Lines from the one containing "assert_eq!(fill_at(&out, 1, 0), 1.2);" through the end of the material below should be given again exactly, with no others.

= Beginning of Section =

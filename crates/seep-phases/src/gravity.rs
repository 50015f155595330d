//! Gravity flow: liquid falls into the liquid cell below.

use seep_grid::Grid;
use seep_phase::Phase;

pub(crate) const NAME: &str = "gravity_flow";

/// Moves liquid straight down until the cell beneath is full.
///
/// For every liquid cell with a liquid cell directly below holding less
/// fill, the free space below (`1 − below`) is compared with the source:
/// if it all fits the whole source drops, otherwise exactly the free space
/// drops and the cell below is topped up to capacity. Gas and solid cells
/// never take part, on either side.
///
/// Conditions are read from the frozen input and applied as deltas, so a
/// cell that both receives from above and drains below keeps both effects.
/// If the cell below is already over capacity nothing moves; pressure
/// release deals with it. This departs from the unclamped rule, where the
/// "free space" is negative and the excess is pushed back up so the cell
/// below ends at exactly 1. Only edits can create such a cell.
#[derive(Clone, Copy, Debug, Default)]
pub struct GravityFlow;

impl Phase for GravityFlow {
    fn name(&self) -> &str {
        NAME
    }

    fn apply(&self, input: &Grid, working: &mut Grid) {
        let cells = input.cells();
        for (i, source) in cells.iter().enumerate() {
            if !source.is_liquid() {
                continue;
            }
            let Some(b) = input.below(i) else {
                continue;
            };
            let below = &cells[b];
            if !below.is_liquid() || below.fill >= source.fill {
                continue;
            }
            let free = below.free_space();
            if free <= 0.0 {
                continue;
            }
            let moved = if free >= source.fill { source.fill } else { free };
            let out = working.cells_mut();
            out[i].fill -= moved;
            out[b].fill += moved;
        }
    }
}

#[cfg(test)]
mod tests {
    use super::*;
    use seep_grid::PingPongGrid;
    use seep_phase::execute_phase;
    use seep_test_utils::{assert_close, fill_at, layout};

    fn run(grid: Grid) -> Grid {
        let mut arena = PingPongGrid::new(grid);
        execute_phase(&GravityFlow, &mut arena);
        arena.into_published()
    }

    #[test]
    fn whole_cell_drops_into_empty_cell() {
        let out = run(layout(&["~", ".", "#"]));
        assert_eq!(fill_at(&out, 0, 0), 0.0);
        assert_eq!(fill_at(&out, 1, 0), 1.0);
    }

    #[test]
    fn partial_drop_tops_up_cell_below() {
        let mut g = layout(&["~", ".", "#"]);
        g.set_cell(1, 0, seep_core::CellKind::Liquid, 0.7).unwrap();
        let out = run(g);
        assert_close(fill_at(&out, 0, 0), 0.7, 1e-12);
        assert_close(fill_at(&out, 1, 0), 1.0, 1e-12);
    }

    #[test]
    fn no_flow_into_fuller_cell() {
        let out = run(layout(&["-", "~"]));
        assert_eq!(fill_at(&out, 0, 0), 0.5);
        assert_eq!(fill_at(&out, 1, 0), 1.0);
    }

    #[test]
    fn bottom_row_and_solids_block() {
        let out = run(layout(&["~", "#"]));
        assert_eq!(fill_at(&out, 0, 0), 1.0);
        let out = run(layout(&["~"]));
        assert_eq!(fill_at(&out, 0, 0), 1.0);
    }

    #[test]
    fn gas_neither_falls_nor_receives() {
        let out = run(layout(&["o", "."]));
        assert_eq!(fill_at(&out, 0, 0), 1.0);
        assert_eq!(fill_at(&out, 1, 0), 0.0);
        let out = run(layout(&["~", "*"]));
        assert_eq!(fill_at(&out, 0, 0), 1.0);
        assert_eq!(fill_at(&out, 1, 0), 0.5);
    }

    #[test]
    fn column_moves_one_cell_per_phase_without_loss() {
        // Middle cell both receives and drains in the same pass.
        let out = run(layout(&["~", "-", ".", "#"]));
        assert_eq!(fill_at(&out, 0, 0), 0.5);
        assert_eq!(fill_at(&out, 1, 0), 0.5);
        assert_eq!(fill_at(&out, 2, 0), 0.5);
        assert_close(out.total_fill(), 1.5 + 1.0, 1e-12);
    }

    #[test]
    fn over_capacity_cell_below_is_left_alone() {
        let mut g = layout(&["~", "."]);
        g.set_cell(0, 0, seep_core::CellKind::Liquid, 1.6).unwrap();
        g.set_cell(1, 0, seep_core::CellKind::Liquid, 1.2).unwrap();
        // Unclamped, free space is -0.2: the pair would become 1.8 over 1.0.
        assert_close(g.cell_at(1, 0).unwrap().free_space(), -0.2, 1e-12);
        let out = run(g);
        assert_eq!(fill_at(&out, 0, 0), 1.6);
        assert_eq!(fill_at(&out, 1, 0), 1.2);
        assert_close(out.total_fill(), 2.8, 1e-12);
    }
}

= End of Section =

-- Finished exercise --
        assert_eq!(fill_at(&out, 1, 0), 1.2);
        assert_close(out.total_fill(), 2.8, 1e-12);
    }
}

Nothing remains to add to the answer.